In a narco/narcoanalysis test, the accused is injected with the drug sodium pentothal or sodium thiopental (a fast-acting, short-duration anaesthetic, used in larger doses to sedate patients during surgery), which takes them to a hypnotic or sedated state. In this state, their resolve to lie becomes weak and it becomes easy to extract the information they are hiding. It is why the drug is nicknamed ‘truth serum’, and was heavily relied upon by intelligence operatives during World War II.
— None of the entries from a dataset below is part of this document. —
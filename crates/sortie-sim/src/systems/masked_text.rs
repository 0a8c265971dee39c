//! Masked text: a health grid per text block, carved by passing lasers.
//!
//! Every laser trail published this frame is culled against the block,
//! sampled along its length, and each sample removes a radial splat from
//! the grid. Every third sample of a trail throws debris. The whole grid
//! heals a little each frame by blending toward full health.

use glam::DVec2;
use hecs::World;
use rand::Rng;

use sortie_core::components::*;
use sortie_core::constants::*;
use sortie_core::types::Rect;

use super::particles::spawn_text_debris;

/// A laser trail: tail, head and opacity.
#[derive(Debug, Clone, Copy)]
pub struct Stroke {
    pub from: DVec2,
    pub to: DVec2,
    pub alpha: f64,
}

pub fn run<R: Rng + ?Sized>(
    world: &mut World,
    rng: &mut R,
    strokes: &[Stroke],
    debris: &mut Vec<Particle>,
    dt: f64,
) {
    for (_entity, (rect, connected, grid)) in
        world.query_mut::<(&CachedRect, &Connected, &mut MaskGrid)>()
    {
        fit_grid(grid, &rect.0);
        regenerate(grid, dt);
        if !connected.0 {
            continue;
        }
        for stroke in strokes {
            carve(grid, &rect.0, stroke, rng, debris);
        }
    }
}

/// Rebuild the grid at full health when the block size changes.
pub fn fit_grid(grid: &mut MaskGrid, rect: &Rect) {
    let cols = (rect.width.max(0.0) / MASK_CELL).ceil() as usize;
    let rows = (rect.height.max(0.0) / MASK_CELL).ceil() as usize;
    if grid.cols != cols || grid.rows != rows || grid.health.len() != cols * rows {
        grid.cols = cols;
        grid.rows = rows;
        grid.health = vec![1.0; cols * rows];
    }
}

/// Blend every cell toward full health.
pub fn regenerate(grid: &mut MaskGrid, dt: f64) {
    let k = (MASK_REGEN_SPEED * dt).min(1.0);
    if k <= 0.0 {
        return;
    }
    for h in &mut grid.health {
        *h += (1.0 - *h) * k;
    }
}

/// Whether both endpoints lie beyond the same side of the grown rectangle.
pub fn culled(rect: &Rect, a: DVec2, b: DVec2) -> bool {
    let m = MASK_CULL_MARGIN;
    (a.x < rect.left - m && b.x < rect.left - m)
        || (a.x > rect.right() + m && b.x > rect.right() + m)
        || (a.y < rect.top - m && b.y < rect.top - m)
        || (a.y > rect.bottom() + m && b.y > rect.bottom() + m)
}

/// Sample a stroke every few pixels and splat each sample into the grid.
pub fn carve<R: Rng + ?Sized>(
    grid: &mut MaskGrid,
    rect: &Rect,
    stroke: &Stroke,
    rng: &mut R,
    debris: &mut Vec<Particle>,
) {
    if culled(rect, stroke.from, stroke.to) {
        return;
    }

    let delta = stroke.to - stroke.from;
    let steps = ((delta.length() / MASK_SAMPLE_STEP).floor() as usize).max(1);
    let strength = MASK_DAMAGE_STRENGTH * (0.6 + stroke.alpha * 0.7);
    let big = stroke.alpha > MASK_BIG_HIT_THRESHOLD;
    let origin = DVec2::new(rect.left, rect.top);

    for i in 0..=steps {
        let p = stroke.from + delta * (i as f64 / steps as f64);
        let radius = MASK_DAMAGE_RADIUS * (0.85 + rng.gen::<f64>() * 0.3);
        splat(grid, p - origin, radius, strength);
        if i % 3 == 0 {
            spawn_text_debris(debris, rng, p, big);
        }
    }
}

/// Remove a radial splat centred at `local` (block coordinates). Each cell
/// keeps `1 - strength * falloff` of its health.
pub fn splat(grid: &mut MaskGrid, local: DVec2, radius: f64, strength: f64) {
    if grid.cols == 0 || grid.rows == 0 || radius <= 0.0 {
        return;
    }

    let col_lo = ((local.x - radius) / MASK_CELL).floor().max(0.0) as usize;
    let row_lo = ((local.y - radius) / MASK_CELL).floor().max(0.0) as usize;
    let col_hi = ((local.x + radius) / MASK_CELL).ceil();
    let row_hi = ((local.y + radius) / MASK_CELL).ceil();
    if col_hi < 0.0 || row_hi < 0.0 {
        return;
    }
    let col_hi = (col_hi as usize).min(grid.cols);
    let row_hi = (row_hi as usize).min(grid.rows);

    for row in row_lo..row_hi {
        for col in col_lo..col_hi {
            let center = DVec2::new(
                (col as f64 + 0.5) * MASK_CELL,
                (row as f64 + 0.5) * MASK_CELL,
            );
            let d = center.distance(local);
            if d >= radius {
                continue;
            }
            let cut = strength * (1.0 - d / radius);
            let h = &mut grid.health[row * grid.cols + col];
            *h = (*h * (1.0 - cut)).clamp(0.0, 1.0);
        }
    }
}

/// Mean health of a grid, 1.0 when empty.
pub fn mean_health(grid: &MaskGrid) -> f64 {
    if grid.health.is_empty() {
        return 1.0;
    }
    grid.health.iter().sum::<f64>() / grid.health.len() as f64
}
'Narco-Analysis' is derived from narkç (Greek word for anesthesia or torpor), and describes a psychotherapeutic technique involving psychotropic drugs, particularly barbiturates, where the injected can be exploited by the therapist. The term narco-analysis was coined by Horseley, and was first tested in 1922, when Robert House, a Texas obstetrician used the drug scopolamine on two prisoners.
Narco-analysis falls under the category of deception detection test (DDT) that includes polygraph and brain mapping. A polygraph test does not involve injecting drugs; but attaching instruments like cardio-cuffs or sensitive electrodes to the suspect, and measuring their variables such as blood pressure, pulse rate, respiration, sweat gland activity, blood flow, etc., as they answer the questions posed to them. Brain mapping measures the changes in the electrical field potentials produced by the neuronal activity by means of electrodes placed on the head and face of the accused.
Accuracy and Relevance of DDTs like narco-analysis
Over the years, investigating agencies have resorted to these tests as a ‘softer alternative’ to torture or ‘third degree’ to push the suspects towards confessing the truth. Yet, all DDTs are not 100 per cent accurate scientifically. DDTs are not viewed as foolproof confessions by the Supreme Court, because the suspect was drugged and had no choice over the answers they gave out. But on the basis of these answers, if the police discover new material or information, these can be submitted as evidence.
For instance, if the accused confesses where they have hidden a murder weapon or victim’s body, and police later find that at the specified location, this finding (not the statement of the accused during the test) will be treated as physical evidence.
The Bench took into consideration international norms on human rights, the right to a fair trial, and the right against self-incrimination under Article 20(3) of the Constitution. “We must recognise that a forcible intrusion into a person’s mental processes is also an affront to human dignity and liberty, often with grave and long-lasting consequences,” the court said, observing that the state’s plea that the use of such scientific techniques would reduce ‘third-degree’ methods “is a circular line of reasoning since one form of improper behaviour is sought to be replaced by another”.
Can the accused refuse to take these tests?
A Supreme Court Bench comprising then Chief Justice of India KG Balakrishnan and Justices RV Raveendran and JM Panchal, in the Selvi & Ors vs State of Karnataka & Anr (2010) case, ruled that no lie detector tests should be administered “except on the basis of the consent of the accused”. The accused must volunteer to take the test. They must have a lawyer, who along with the police must inform them of the physical, emotional, and legal implications of the test, and the subject’s consent must be recorded before a judicial magistrate, said the Bench.
Previous crimes that sought the use of DDTs
Narco analysis tests were famously conducted on the driver and helper of the truck that hit the vehicle carrying the Unnao rape victim; on Indrani Mukerjea accused of murdering daughter Sheena Bora; the compounder, Krishna of the Doctor-couple Rajesh and Nupur Talwar, accused of killing their daughter Aarushi and help Hemraj, who themselves were subjected to polygraph tests.
Conclusion
Since the Supreme Court has squashed the validity of narco-analysis and other DDTs as standalone evidence, critics say this has weakened the possibility of justice. Sceptics feel that administering of such tests should be made compulsory for the accused of brutal crimes as it could improve the quality of criminal justice when the results are submitted as evidence.